Very nicely put. Perfect, in fact. India itself is a name applied to south Asia by Europeans. It has as much value as Columbus thinking that the people he was interacting with were Indians from south Asia, when he went ashore in the west Indies (was it Hispaniola? I forget). India has misled all of us and caused a serious rumpus on another thread, when an otherwise very learned person named roadrunner kept painting himself into a corner with the use of the word India. If he had rephrased his argument without the use of the word India, he would prevailed logically and historically and with complete conviction.
So our first conclusion, which may be put away and not allowed to interfere with our further deliberations, is that India is merely the term for south Asia used by Europeans following the Greeks, and it indicated a political entity only twice, in the form of the British Empire and in the form of the successor state of democratic, republican India that is Bharat.

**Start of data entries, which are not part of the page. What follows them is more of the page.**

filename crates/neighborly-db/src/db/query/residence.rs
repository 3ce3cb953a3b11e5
//! Query functions for residences.

use diesel::prelude::*;
use diesel_async::RunQueryDsl;

use crate::db::connection::DbConnection;
use crate::db::query::escape_like;
use crate::db::schema::residences;
use crate::model::residence::{DirectoryFilter, NewResidence, Residence, ResidenceChangeset};

type BoxedQuery<'a, T> = residences::BoxedQuery<'a, diesel::pg::Pg, diesel::dsl::AsSelect<T, diesel::pg::Pg>>;

/// ## Summary
/// Returns a query to select all residences.
#[must_use]
pub fn all() -> BoxedQuery<'static, Residence> {
    residences::table.select(Residence::as_select()).into_boxed()
}

/// ## Summary
/// Returns a query to find a residence by ID.
#[must_use]
pub fn by_id(id: uuid::Uuid) -> BoxedQuery<'static, Residence> {
    all().filter(residences::id.eq(id))
}

/// ## Summary
/// Returns the directory listing query: optional street and search filters,
/// ordered by street then address.
#[must_use]
pub fn directory(filter: &DirectoryFilter) -> BoxedQuery<'static, Residence> {
    let mut query = all();

    if let Some(street) = filter.street {
        query = query.filter(residences::street_name.eq(street));
    }

    if let Some(search) = filter
        .search
        .as_deref()
        .map(str::trim)
        .filter(|s| !s.is_empty())
    {
        let pattern = format!("%{}%", escape_like(search));
        query = query.filter(
            residences::address
                .ilike(pattern.clone())
                .or(residences::last_name.ilike(pattern)),
        );
    }

    query.order_by((residences::street_name.asc(), residences::address.asc()))
}

/// ## Errors
/// Returns a database error if the query fails.
pub async fn get_residence(
    conn: &mut DbConnection<'_>,
    id: uuid::Uuid,
) -> QueryResult<Option<Residence>> {
    by_id(id).get_result(conn).await.optional()
}

/// ## Summary
/// Locks and returns a residence row for the rest of the transaction.
///
/// ## Errors
/// Returns a database error if the query fails.
pub async fn lock_residence(
    conn: &mut DbConnection<'_>,
    id: uuid::Uuid,
) -> QueryResult<Option<Residence>> {
    residences::table
        .find(id)
        .select(Residence::as_select())
        .for_update()
        .get_result(conn)
        .await
        .optional()
}

/// ## Errors
/// Returns a database error if the insert fails.
pub async fn create_residence(
    conn: &mut DbConnection<'_>,
    new_residence: &NewResidence,
) -> QueryResult<Residence> {
    diesel::insert_into(residences::table)
        .values(new_residence)
        .returning(Residence::as_returning())
        .get_result(conn)
        .await
}

/// ## Errors
/// Returns a database error if the update fails.
pub async fn update_residence(
    conn: &mut DbConnection<'_>,
    id: uuid::Uuid,
    changes: &ResidenceChangeset,
) -> QueryResult<Option<Residence>> {
    diesel::update(residences::table.find(id))
        .set(changes)
        .returning(Residence::as_returning())
        .get_result(conn)
        .await
        .optional()
}

/// ## Summary
/// Sets the claimed flag and replaces the additional details.
///
/// ## Errors
/// Returns a database error if the update fails.
pub async fn set_claimed(
    conn: &mut DbConnection<'_>,
    id: uuid::Uuid,
    claimed: bool,
    details: &serde_json::Value,
) -> QueryResult<Residence> {
    diesel::update(residences::table.find(id))
        .set((
            residences::is_claimed.eq(claimed),
            residences::additional_details.eq(details),
            residences::updated_at.eq(chrono::Utc::now()),
        ))
        .returning(Residence::as_returning())
        .get_result(conn)
        .await
}

/// ## Errors
/// Returns a database error if the delete fails.
pub async fn delete_residence(
    conn: &mut DbConnection<'_>,
    id: uuid::Uuid,
) -> QueryResult<Option<Residence>> {
    diesel::delete(residences::table.find(id))
        .returning(Residence::as_returning())
        .get_result(conn)
        .await
        .optional()
}

/// ## Summary
/// Counts all residences and the claimed ones.
///
/// ## Errors
/// Returns a database error if the query fails.
pub async fn count(conn: &mut DbConnection<'_>) -> QueryResult<(i64, i64)> {
    let total = residences::table.count().get_result(conn).await?;
    let claimed = residences::table
        .filter(residences::is_claimed.eq(true))
        .count()
        .get_result(conn)
        .await?;
    Ok((total, claimed))
}
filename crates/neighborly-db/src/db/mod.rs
use crate::error::DbResult;
use std::future::Future;
use std::pin::Pin;

pub mod connection;
pub mod enums;
pub mod migrate;
pub mod query;
pub mod schema;
pub mod transaction;

pub trait DbProvider: Send + Sync {
    fn get_connection<'a>(
        &'a self,
    ) -> Pin<Box<dyn Future<Output = DbResult<connection::DbConnection<'a>>> + Send + 'a>>;
}
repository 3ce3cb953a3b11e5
//! Passwordless sign-in endpoints.

use salvo::http::cookie::time::Duration;
use salvo::http::cookie::{Cookie, SameSite};
use salvo::http::StatusCode;
use salvo::writing::Json;
use salvo::{Depot, Request, Response, Router, handler};
use serde::Deserialize;
use serde_json::json;

use neighborly_core::constants::SESSION_COOKIE_NAME;
use neighborly_service::auth::depot::get_session_token_from_depot;
use neighborly_service::auth::login;

use super::support::{context, json_body};
use crate::config::get_config_from_depot;
use crate::error::AppResult;

#[derive(Debug, Deserialize)]
struct CodeRequest {
    email: String,
}

#[derive(Debug, Deserialize)]
struct VerifyRequest {
    email: String,
    code: String,
}

/// POST /api/auth/code
///
/// ## Errors
/// 400 for a malformed email, 403 if the email is not whitelisted.
#[handler]
async fn request_code(req: &mut Request, depot: &mut Depot, res: &mut Response) -> AppResult<()> {
    let body: CodeRequest = json_body(req).await?;
    let ctx = context(depot)?;

    login::request_login_code(&ctx, &body.email).await?;

    res.status_code(StatusCode::ACCEPTED);
    res.render(Json(json!({"status": "sent"})));
    Ok(())
}

/// POST /api/auth/verify
///
/// ## Side Effects
/// Sets the `session` cookie alongside the JSON token.
///
/// ## Errors
/// 401 for a wrong, expired or already used code, 403 if the email has been
/// removed from the allow list since the code was sent.
#[handler]
async fn verify_code(req: &mut Request, depot: &mut Depot, res: &mut Response) -> AppResult<()> {
    let body: VerifyRequest = json_body(req).await?;
    let ctx = context(depot)?;
    let settings = get_config_from_depot(depot)?;

    let signed_in = login::verify_login_code(&ctx, &body.email, &body.code).await?;

    let cookie = Cookie::build((SESSION_COOKIE_NAME, signed_in.token.clone()))
        .path("/")
        .http_only(true)
        .secure(settings.auth.cookie_secure)
        .same_site(SameSite::Lax)
        .max_age(Duration::days(settings.auth.session_ttl_days))
        .build();
    res.add_cookie(cookie);
    res.render(Json(signed_in));
    Ok(())
}

/// POST /api/auth/sign-out
///
/// Revokes the presented session, if any, and clears the cookie.
#[handler]
async fn sign_out(depot: &mut Depot, res: &mut Response) -> AppResult<()> {
    let ctx = context(depot)?;
    if let Some(token) = get_session_token_from_depot(depot) {
        login::sign_out(&ctx, token).await?;
    }

    res.add_cookie(
        Cookie::build((SESSION_COOKIE_NAME, ""))
            .path("/")
            .http_only(true)
            .max_age(Duration::ZERO)
            .build(),
    );
    res.status_code(StatusCode::NO_CONTENT);
    Ok(())
}

#[must_use]
pub fn routes() -> Router {
    Router::with_path("auth")
        .push(Router::with_path("code").post(request_code))
        .push(Router::with_path("verify").post(verify_code))
        .push(Router::with_path("sign-out").post(sign_out))
}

Which gives us an apt entry into consideration of what we called ourselves. There is no contradiction in fact between the story of the Aryans coming into India, and the universality of the term Bharata Varsha. You are an heir of the legacy of Bharata Varsha, just as much as a resident of Swat in northern Pakistan is, or my fellow-countrymen of Bangladesh are.
The people who came into the passes of the north-west were a mixed people, united only in their speaking that Indo-Aryan tongue which today we know as Rg Vedic Sanskrit. They found that there were others before them, the Rg Veda being full of their victories over the walled cities of these autocthones, whom they called Dasa and Dasyu, Pani and various other names. But they themselves passed on only the language that they spoke, Sanskrit, and left no trace of themselves genetically. The reason was that they were too few in number. The original inhabitants of the land were probably Dravidians speaking (strictly, Dravidian-Kol speaking), but genetically, even they were submerged in a sea of inhabitants whose genetic make-up had not changed since the Palaeolithic age. Neither the Aryan speakers nor their predecessors the Dravidian speakers made much impression on the masses who inhabited Bharata Varsha.
On the subject of subjugation of the country, as far as I can make out, this was a phenomenon confined to the Indus Plain, the Gangetic Plain and the Narmada Plain. The other cultural coparceners, the Brahmaputra Plain, the Godavari Plain and the Kaveri Plain, were not affected by this process of conquest. So there was not much question of the conquest of the Telugu people by the Indo-Aryan speaking tribes; it is in the highest degree unlikely that they got that far. It was later, under the Mauryas and the Guptas (to some extent) that the lands of the Telugus, counting the Kannadigas with them, were affected by northern conquest, and after that, honours were even.
This is my answer in brief. Please let me know if any point remains requiring further clarification, and I will be happy to oblige.